Hope (of City recovery, creation of more fat cats and then another crash) is beautiful, writes Alex Aldridge

On Friday, I had a drink with a friend who works at an investment fund in the City of London. For the last few months he has been warning me in solemn tones to brace myself for near-certain Armageddon. So I was surprised to find him unusually chirpy.

“The mood is really up-beat right now in the City,” he told me. “Work is like living with a bunch of manic depressives.”

Certainly, the picture appears better than last year. Although the Eurozone still looks pretty crocked, as illustrated by Greece’s latest bailout today, it seems unlikely to trigger another financial crisis now that it has been flooded with cheap loans from the European Central Bank. Meanwhile, the US economy appears to be in recovery mode. With the FTSE 100 up 15% from late November 2011, sales desk employees at investment banks have, according to the Financial Times, been issuing internal messages asking if a “mini-boom” is under way.

But does this renewed sense of hope apply to the world of law – and could it have a positive effect on law firms’ graduate recruitment strategies?

“It is too early to say,” says Ashurst graduate recruitment partner David Carter (pictured). “The current upturn is at too early a stage and is too patchy for people to interpret it as a full blown recovery.

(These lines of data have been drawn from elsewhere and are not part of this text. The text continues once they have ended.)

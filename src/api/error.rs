use serde::Deserialize;
use thiserror::Error;

use crate::auth::StorageError;

/// Classified failure of a gateway call. This is the only error type that
/// crosses the library boundary; callers never see raw transport errors.
#[derive(Error, Debug)]
pub enum ApiError {
    #[error("unauthorized - credential is missing, invalid, or expired")]
    Unauthorized,

    #[error("invalid input: {0}")]
    Validation(String),

    #[error("network error: {0}")]
    Network(#[from] reqwest::Error),

    #[error("storage error: {0}")]
    Storage(#[from] StorageError),

    #[error("server error ({status}): {message}")]
    Server { status: u16, message: String },
}

/// Maximum length for error response bodies in error messages
const MAX_ERROR_BODY_LENGTH: usize = 500;

/// Common shapes the backend wraps error messages in.
#[derive(Deserialize)]
struct ErrorBody {
    message: Option<String>,
    detail: Option<String>,
    error: Option<String>,
}

impl ApiError {
    /// Truncate a response body to avoid logging excessive data.
    /// The cut lands on a char boundary so multibyte bodies cannot panic.
    fn truncate_body(body: &str) -> String {
        if body.len() <= MAX_ERROR_BODY_LENGTH {
            body.to_string()
        } else {
            let mut cut = MAX_ERROR_BODY_LENGTH;
            while !body.is_char_boundary(cut) {
                cut -= 1;
            }
            format!(
                "{}... (truncated, {} total bytes)",
                &body[..cut],
                body.len()
            )
        }
    }

    /// Classify a non-success HTTP status, extracting the server-provided
    /// message when one is present in the body.
    pub fn from_status(status: reqwest::StatusCode, body: &str) -> Self {
        match status.as_u16() {
            401 => ApiError::Unauthorized,
            code => ApiError::Server {
                status: code,
                message: Self::server_message(body),
            },
        }
    }

    fn server_message(body: &str) -> String {
        if let Ok(parsed) = serde_json::from_str::<ErrorBody>(body) {
            if let Some(message) = parsed.message.or(parsed.detail).or(parsed.error) {
                return message;
            }
        }
        if body.trim().is_empty() {
            "request failed".to_string()
        } else {
            Self::truncate_body(body)
        }
    }

    /// Whether this failure revokes the session (HTTP 401).
    pub fn is_unauthorized(&self) -> bool {
        matches!(self, ApiError::Unauthorized)
    }
}
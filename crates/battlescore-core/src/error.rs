//! Domain error types.

use thiserror::Error;

/// Failures reported by external audio/TTS providers.
#[derive(Debug, Clone, Error, PartialEq, Eq)]
pub enum ProviderError {
    /// The provider rejected the current credential. Recoverable locally
    /// via one refresh-and-retry cycle.
    #[error("provider credential expired")]
    AuthExpired,

    /// No active playback device. A routine idle condition, not a defect.
    #[error("no active playback device")]
    DeviceUnavailable,

    /// The provider is unreachable or answered with a server error.
    #[error("provider unavailable: {0}")]
    Unavailable(String),

    /// The bounded wait on a provider call elapsed.
    #[error("provider call timed out")]
    Timeout,

    /// Any other provider failure.
    #[error("provider error: {0}")]
    Other(String),
}

/// Top-level error type for director operations.
#[derive(Debug, Error)]
pub enum DirectorError {
    /// The operation is invalid for the current battle state or input.
    #[error("invalid state: {0}")]
    InvalidState(String),

    /// The character has no registered voice profile.
    #[error("unknown character: {0}")]
    UnknownCharacter(String),

    /// A track search came back empty.
    #[error("no candidate track for query: {query}")]
    NoCandidateTrack {
        /// The query that produced no candidates.
        query: String,
    },

    /// A provider call failed after local recovery was exhausted.
    #[error(transparent)]
    Provider(#[from] ProviderError),
}
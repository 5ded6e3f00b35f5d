//! Health check endpoint.

use axum::{Json, Router, routing::get};
use serde::Serialize;

use crate::state::AppState;

/// Health check response.
#[derive(Serialize)]
pub struct HealthResponse {
    /// Service status.
    pub status: &'static str,
    /// Service name.
    pub service: &'static str,
    /// Service version.
    pub version: &'static str,
}

/// GET /health
async fn health_check() -> Json<HealthResponse> {
    Json(HealthResponse {
        status: "ok",
        service: env!("CARGO_PKG_NAME"),
        version: env!("CARGO_PKG_VERSION"),
    })
}

/// Returns the health check router.
pub fn router() -> Router<AppState> {
    Router::new().route("/health", get(health_check))
}
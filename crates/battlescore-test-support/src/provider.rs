//! Provider mocks — scripted `AudioProvider`/`TtsProvider` implementations.

use std::collections::VecDeque;
use std::sync::Mutex;

use async_trait::async_trait;
use battlescore_core::error::ProviderError;
use battlescore_core::provider::{AudioProvider, StyleParams, TtsProvider};
use battlescore_core::track::{PlaybackState, Track};

/// One recorded call against a [`RecordingAudioProvider`].
#[derive(Debug, Clone, PartialEq, Eq)]
pub enum AudioCall {
    /// A catalog search.
    Search {
        /// The query string.
        query: String,
        /// The requested result cap.
        limit: usize,
    },
    /// A playback start.
    Play {
        /// The track URI.
        uri: String,
        /// The start offset.
        start_position_ms: u64,
    },
    /// A volume step.
    SetVolume {
        /// The target volume percent.
        percent: u8,
    },
    /// A playback-state query.
    PlaybackState,
    /// A credential refresh.
    RefreshCredential,
}

/// Builds `count` distinct tracks for seeding search results.
#[must_use]
pub fn sample_tracks(count: usize) -> Vec<Track> {
    (0..count)
        .map(|i| Track {
            uri: format!("provider:track:{i}"),
            title: format!("Track {i}"),
            artists: vec![format!("Artist {i}")],
            duration_ms: 180_000 + (i as u64) * 1_000,
        })
        .collect()
}

/// An audio provider that records every call. Search returns a configured
/// track list; `play` consumes scripted failures in order before
/// succeeding; `set_volume` can be made to fail on every call.
#[derive(Debug, Default)]
pub struct RecordingAudioProvider {
    tracks: Mutex<Vec<Track>>,
    play_failures: Mutex<VecDeque<ProviderError>>,
    set_volume_error: Mutex<Option<ProviderError>>,
    calls: Mutex<Vec<AudioCall>>,
}

impl RecordingAudioProvider {
    /// Create a provider whose searches come back empty.
    #[must_use]
    pub fn new() -> Self {
        Self::default()
    }

    /// Seed the result set returned by every search.
    #[must_use]
    pub fn with_tracks(self, tracks: Vec<Track>) -> Self {
        *self.tracks.lock().unwrap() = tracks;
        self
    }

    /// Queue a failure for the next `play` call. Queued failures are
    /// consumed in order; once drained, `play` succeeds.
    pub fn queue_play_failure(&self, err: ProviderError) {
        self.play_failures.lock().unwrap().push_back(err);
    }

    /// Make every `set_volume` call fail with `err`.
    pub fn fail_set_volume(&self, err: ProviderError) {
        *self.set_volume_error.lock().unwrap() = Some(err);
    }

    /// Snapshot of all recorded calls, in order.
    ///
    /// # Panics
    ///
    /// Panics if the internal mutex is poisoned.
    pub fn calls(&self) -> Vec<AudioCall> {
        self.calls.lock().unwrap().clone()
    }

    /// The percent values of all `set_volume` calls, in order.
    pub fn volume_steps(&self) -> Vec<u8> {
        self.calls()
            .into_iter()
            .filter_map(|call| match call {
                AudioCall::SetVolume { percent } => Some(percent),
                _ => None,
            })
            .collect()
    }

    /// The URIs of all `play` calls, in order.
    pub fn played(&self) -> Vec<String> {
        self.calls()
            .into_iter()
            .filter_map(|call| match call {
                AudioCall::Play { uri, .. } => Some(uri),
                _ => None,
            })
            .collect()
    }

    fn record(&self, call: AudioCall) {
        self.calls.lock().unwrap().push(call);
    }
}

#[async_trait]
impl AudioProvider for RecordingAudioProvider {
    async fn search(&self, query: &str, limit: usize) -> Result<Vec<Track>, ProviderError> {
        self.record(AudioCall::Search {
            query: query.to_owned(),
            limit,
        });
        Ok(self
            .tracks
            .lock()
            .unwrap()
            .iter()
            .take(limit)
            .cloned()
            .collect())
    }

    async fn play(&self, uri: &str, start_position_ms: u64) -> Result<(), ProviderError> {
        self.record(AudioCall::Play {
            uri: uri.to_owned(),
            start_position_ms,
        });
        match self.play_failures.lock().unwrap().pop_front() {
            Some(err) => Err(err),
            None => Ok(()),
        }
    }

    async fn set_volume(&self, percent: u8) -> Result<(), ProviderError> {
        self.record(AudioCall::SetVolume { percent });
        match self.set_volume_error.lock().unwrap().clone() {
            Some(err) => Err(err),
            None => Ok(()),
        }
    }

    async fn playback_state(&self) -> Result<PlaybackState, ProviderError> {
        self.record(AudioCall::PlaybackState);
        let current_uri = self.played().pop();
        Ok(PlaybackState {
            is_playing: current_uri.is_some(),
            current_uri,
            progress_ms: 0,
        })
    }

    async fn refresh_credential(&self) -> Result<(), ProviderError> {
        self.record(AudioCall::RefreshCredential);
        Ok(())
    }
}

/// An audio provider that fails every call with
/// `ProviderError::Unavailable`. Useful for testing error-handling paths.
#[derive(Debug)]
pub struct FailingAudioProvider;

#[async_trait]
impl AudioProvider for FailingAudioProvider {
    async fn search(&self, _query: &str, _limit: usize) -> Result<Vec<Track>, ProviderError> {
        Err(ProviderError::Unavailable("connection refused".into()))
    }

    async fn play(&self, _uri: &str, _start_position_ms: u64) -> Result<(), ProviderError> {
        Err(ProviderError::Unavailable("connection refused".into()))
    }

    async fn set_volume(&self, _percent: u8) -> Result<(), ProviderError> {
        Err(ProviderError::Unavailable("connection refused".into()))
    }

    async fn playback_state(&self) -> Result<PlaybackState, ProviderError> {
        Err(ProviderError::Unavailable("connection refused".into()))
    }

    async fn refresh_credential(&self) -> Result<(), ProviderError> {
        Err(ProviderError::Unavailable("connection refused".into()))
    }
}

/// A TTS provider that records every synthesis request and returns fixed
/// audio bytes.
#[derive(Debug)]
pub struct RecordingTtsProvider {
    audio: Vec<u8>,
    requests: Mutex<Vec<(String, String, StyleParams)>>,
}

impl Default for RecordingTtsProvider {
    fn default() -> Self {
        Self::new()
    }
}

impl RecordingTtsProvider {
    /// Create a provider returning a small fixed MPEG-ish payload.
    #[must_use]
    pub fn new() -> Self {
        Self {
            audio: b"ID3mock-audio".to_vec(),
            requests: Mutex::new(Vec::new()),
        }
    }

    /// Snapshot of all `(voice_id, text, style)` synthesis requests.
    ///
    /// # Panics
    ///
    /// Panics if the internal mutex is poisoned.
    pub fn requests(&self) -> Vec<(String, String, StyleParams)> {
        self.requests.lock().unwrap().clone()
    }
}

#[async_trait]
impl TtsProvider for RecordingTtsProvider {
    async fn synthesize(
        &self,
        voice_id: &str,
        text: &str,
        style: &StyleParams,
    ) -> Result<Vec<u8>, ProviderError> {
        self.requests
            .lock()
            .unwrap()
            .push((voice_id.to_owned(), text.to_owned(), style.clone()));
        Ok(self.audio.clone())
    }
}

/// A TTS provider that fails every call with `ProviderError::Unavailable`.
#[derive(Debug)]
pub struct FailingTtsProvider;

#[async_trait]
impl TtsProvider for FailingTtsProvider {
    async fn synthesize(
        &self,
        _voice_id: &str,
        _text: &str,
        _style: &StyleParams,
    ) -> Result<Vec<u8>, ProviderError> {
        Err(ProviderError::Unavailable("connection refused".into()))
    }
}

Greece, Iran-Israel and Syria all have the potential to knock events in the wider global economy off course.”

On the subject of firms’ hiring of trainees, Carter adds: “Firms will be keen to avoid taking on too many graduates and having to defer applicants. The watchword will be caution for the rest of this application year.”

Neel Sachdev (pictured), a partner at the London office of Kirkland & Ellis – which last month demonstrated its health by upping its newly qualified (NQ) solicitor salary to £97,000 – is less cautious in his optimism. “It looks very positive,” he says. “The bond market is picking up and that is generally a good sign of buy-outs. Recent data in last week pointed to positive signs but markets are very volatile at present. We are busy.”

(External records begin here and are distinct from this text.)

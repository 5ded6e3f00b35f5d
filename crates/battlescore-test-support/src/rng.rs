//! Test RNG — deterministic `DeterministicRng` implementations for tests.

use battlescore_core::rng::DeterministicRng;

/// A no-op RNG that always returns `min` for `next_u32_range` and `0.0`
/// for `next_f64`. Suitable for tests that do not care which candidate a
/// random pick lands on.
#[derive(Debug)]
pub struct MockRng;

impl DeterministicRng for MockRng {
    fn next_u32_range(&mut self, min: u32, _max: u32) -> u32 {
        min
    }

    fn next_f64(&mut self) -> f64 {
        0.0
    }
}

/// An RNG that returns values from a predetermined sequence. Panics if
/// the sequence is exhausted. Used by tests that need a specific,
/// repeatable pick (e.g. track selection landing on a known candidate).
#[derive(Debug)]
pub struct SequenceRng {
    values: Vec<u32>,
    index: usize,
}

impl SequenceRng {
    /// Create a new `SequenceRng` with the given values.
    #[must_use]
    pub fn new(values: Vec<u32>) -> Self {
        Self { values, index: 0 }
    }
}

impl DeterministicRng for SequenceRng {
    fn next_u32_range(&mut self, _min: u32, _max: u32) -> u32 {
        let val = self.values[self.index];
        self.index += 1;
        val
    }

    fn next_f64(&mut self) -> f64 {
        0.0
    }
}
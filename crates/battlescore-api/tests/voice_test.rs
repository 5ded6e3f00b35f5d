//! Integration tests for the voice generation route.

mod common;

use std::sync::Arc;

use axum::http::StatusCode;
use battlescore_core::provider::{AudioProvider, TtsProvider};
use battlescore_test_support::{FailingTtsProvider, RecordingAudioProvider, sample_tracks};

#[tokio::test]
async fn test_generate_returns_audio_bytes() {
    let (app, _audio, tts) = common::build_test_app();

    let (status, content_type, body) = common::post_raw(
        app,
        "/api/v1/voice/generate",
        &serde_json::json!({
            "character": "Kael",
            "text": "Hold the line!",
            "emotion": "angry",
        }),
    )
    .await;

    assert_eq!(status, StatusCode::OK);
    assert_eq!(content_type.as_deref(), Some("audio/mpeg"));
    assert!(!body.is_empty());

    // The emotion was merged into the style payload.
    let requests = tts.requests();
    assert_eq!(requests.len(), 1);
    let (voice_id, text, style) = &requests[0];
    assert_eq!(voice_id, "TxGEqnHWrfWFTfGW9XjX");
    assert_eq!(text, "Hold the line!");
    assert_eq!(style.style, "gravelly, commanding, angry");
}

#[tokio::test]
async fn test_generate_defaults_emotion_to_neutral() {
    let (app, _audio, tts) = common::build_test_app();

    let (status, _content_type, _body) = common::post_raw(
        app,
        "/api/v1/voice/generate",
        &serde_json::json!({ "character": "narrator", "text": "Night falls." }),
    )
    .await;

    assert_eq!(status, StatusCode::OK);
    assert_eq!(tts.requests()[0].2.style, "calm, measured, neutral");
}

#[tokio::test]
async fn test_unknown_character_returns_400() {
    let (app, _audio, _tts) = common::build_test_app();

    let (status, json) = common::post_json(
        app,
        "/api/v1/voice/generate",
        &serde_json::json!({ "character": "Unknown", "text": "hi" }),
    )
    .await;

    assert_eq!(status, StatusCode::BAD_REQUEST);
    assert_eq!(json["error"], "unknown_character");
}

#[tokio::test]
async fn test_blank_text_returns_400() {
    let (app, _audio, _tts) = common::build_test_app();

    let (status, json) = common::post_json(
        app,
        "/api/v1/voice/generate",
        &serde_json::json!({ "character": "narrator", "text": "   " }),
    )
    .await;

    assert_eq!(status, StatusCode::BAD_REQUEST);
    assert_eq!(json["error"], "invalid_state");
}

#[tokio::test]
async fn test_failing_tts_provider_returns_502() {
    let audio = Arc::new(RecordingAudioProvider::new().with_tracks(sample_tracks(1)));
    let app = common::build_test_app_with(
        audio as Arc<dyn AudioProvider>,
        Arc::new(FailingTtsProvider) as Arc<dyn TtsProvider>,
    );

    let (status, json) = common::post_json(
        app,
        "/api/v1/voice/generate",
        &serde_json::json!({ "character": "narrator", "text": "Night falls." }),
    )
    .await;

    assert_eq!(status, StatusCode::BAD_GATEWAY);
    assert_eq!(json["error"], "provider_unavailable");
}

With US firms unusually strong right now in relation to their UK counterparts – a symptom of their larger scale and traditional strength in counter-cyclical restructuring work and litigation – the likes of Kirkland & Ellis are currently a better bet for applicants than mid-market City firms like Simmons & Simmons, which last week announced that it was keeping on only two out of eight of its most recent trainee batch.

The downside of US firms in London is that they take on far fewer graduates each year than their UK counterparts (Kirkland offers six training contracts a year; Simmons offers 30-40), and work their lawyers notoriously hard. And despite the prevailing optimism, not all lawyers at the American firms in London are positive about the future. One senior figure at a top US outfit in the City summed up the way he sees the next few years in Britain as follows: “Unemployment is going up; we about to be downgraded. And there’s Greece. Over all, there more reasons to be pessimistic than optimistic over the next few years.”

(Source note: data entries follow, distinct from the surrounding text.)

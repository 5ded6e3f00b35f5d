//! Battle encounter state and its owning store.

use std::sync::{Arc, Mutex, MutexGuard, PoisonError};

use battlescore_core::clock::Clock;
use battlescore_core::error::DirectorError;
use battlescore_core::track::Track;
use chrono::{DateTime, Duration, Utc};
use serde::Serialize;

/// Kind of encounter currently in progress.
#[derive(Debug, Clone, Copy, PartialEq, Eq, Serialize)]
#[serde(rename_all = "snake_case")]
pub enum BattleKind {
    /// No encounter running.
    None,
    /// A single-cue regular encounter.
    Normal,
    /// A multi-phase boss fight.
    Boss,
}

/// The single process-wide encounter state.
///
/// Invariant: `kind == Boss` implies `1 <= phase <= max_phases`; any other
/// kind implies `phase == 0 && max_phases == 0`.
#[derive(Debug, Clone, Serialize)]
pub struct BattleState {
    /// Whether an encounter is running.
    pub active: bool,
    /// Kind of the running encounter.
    pub kind: BattleKind,
    /// 0 outside boss fights; 1-indexed within one.
    pub phase: u8,
    /// Upper bound on `phase`; 0 outside boss fights.
    pub max_phases: u8,
    /// Free-form encounter tag ("minor", "elite", "ambush", "boss", ...).
    pub context: String,
    /// The track currently cued for this encounter, if any.
    pub current_track: Option<Track>,
    /// When the running encounter started; `None` while idle.
    pub started_at: Option<DateTime<Utc>>,
}

impl BattleState {
    fn idle() -> Self {
        Self {
            active: false,
            kind: BattleKind::None,
            phase: 0,
            max_phases: 0,
            context: String::new(),
            current_track: None,
            started_at: None,
        }
    }
}

/// Result of [`BattleStateStore::advance_phase`].
#[derive(Debug, Clone)]
pub struct PhaseAdvance {
    /// State after the advance.
    pub state: BattleState,
    /// Whether the phase actually moved. False when the fight is already
    /// at its last phase or the target equals the current phase.
    pub changed: bool,
}

/// Summary returned by [`BattleStateStore::end`].
#[derive(Debug, Clone)]
pub struct EndedEncounter {
    /// Whether the encounter that just ended was a boss fight.
    pub was_boss: bool,
    /// Whether any encounter was actually running.
    pub was_active: bool,
    /// How long the encounter ran, when one was running.
    pub duration: Option<Duration>,
}

/// Owns the single mutable [`BattleState`] and enforces its invariants.
///
/// Every operation is one lock-guarded read-modify-write. Callers receive
/// cloned snapshots, never references into the guarded state, so provider
/// calls happen outside the lock.
pub struct BattleStateStore {
    state: Mutex<BattleState>,
    clock: Arc<dyn Clock>,
    max_boss_phases: u8,
}

impl BattleStateStore {
    /// Create an idle store. `max_boss_phases` bounds `start_boss`.
    #[must_use]
    pub fn new(clock: Arc<dyn Clock>, max_boss_phases: u8) -> Self {
        Self {
            state: Mutex::new(BattleState::idle()),
            clock,
            max_boss_phases,
        }
    }

    fn lock(&self) -> MutexGuard<'_, BattleState> {
        // A panic while holding the lock leaves consistent state behind;
        // recover the guard rather than propagating the poison.
        self.state.lock().unwrap_or_else(PoisonError::into_inner)
    }

    /// Snapshot of the current state.
    #[must_use]
    pub fn snapshot(&self) -> BattleState {
        self.lock().clone()
    }

    /// Start a regular encounter. Always succeeds, replacing whatever was
    /// running.
    pub fn start_normal(&self, context: &str) -> BattleState {
        let mut state = self.lock();
        *state = BattleState {
            active: true,
            kind: BattleKind::Normal,
            phase: 0,
            max_phases: 0,
            context: context.to_owned(),
            current_track: None,
            started_at: Some(self.clock.now()),
        };
        state.clone()
    }

    /// Start a boss fight at phase 1.
    ///
    /// # Errors
    ///
    /// Returns `InvalidState` unless `1 <= max_phases <= self.max_boss_phases`.
    pub fn start_boss(&self, context: &str, max_phases: u8) -> Result<BattleState, DirectorError> {
        if max_phases < 1 || max_phases > self.max_boss_phases {
            return Err(DirectorError::InvalidState(format!(
                "max_phases must be in 1..={}, got {max_phases}",
                self.max_boss_phases
            )));
        }
        let mut state = self.lock();
        *state = BattleState {
            active: true,
            kind: BattleKind::Boss,
            phase: 1,
            max_phases,
            context: context.to_owned(),
            current_track: None,
            started_at: Some(self.clock.now()),
        };
        Ok(state.clone())
    }

    /// Advance the boss fight by one phase, or jump to `target` (clamped
    /// to `[1, max_phases]`). Advancing past the last phase is a no-op
    /// that returns the state unchanged with `changed = false`.
    ///
    /// # Errors
    ///
    /// Returns `InvalidState` when no boss fight is running.
    pub fn advance_phase(&self, target: Option<u8>) -> Result<PhaseAdvance, DirectorError> {
        let mut state = self.lock();
        if !state.active || state.kind != BattleKind::Boss {
            return Err(DirectorError::InvalidState(
                "no active boss fight to advance".to_owned(),
            ));
        }
        let next = match target {
            Some(explicit) => explicit.clamp(1, state.max_phases),
            None => state.phase.saturating_add(1).min(state.max_phases),
        };
        let changed = next != state.phase;
        state.phase = next;
        Ok(PhaseAdvance {
            state: state.clone(),
            changed,
        })
    }

    /// Record the track cued for the running encounter.
    pub fn set_current_track(&self, track: Track) {
        self.lock().current_track = Some(track);
    }

    /// Reset to the idle state, reporting what the ended encounter was.
    pub fn end(&self) -> EndedEncounter {
        let mut state = self.lock();
        let summary = EndedEncounter {
            was_boss: state.kind == BattleKind::Boss,
            was_active: state.active,
            duration: state.started_at.map(|started| self.clock.now() - started),
        };
        *state = BattleState::idle();
        summary
    }
}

Round the corner at St Paul’s – the final stop on the opinion-gauging dash around the City I did yesterday – the Occupy London protesters have their fingers crossed that the doom merchants are right, and the City continues to struggle, as they try to maintain their momentum in the face of an ongoing legal attempt to evict them.

Speaking last night at a debate at the camp, London School of Economics (LSE) human rights professor Conor Gearty urged the protesters to help create a society where “the assumptions of law move away from profit obsession, and people no longer push past you in a rush on the tube.”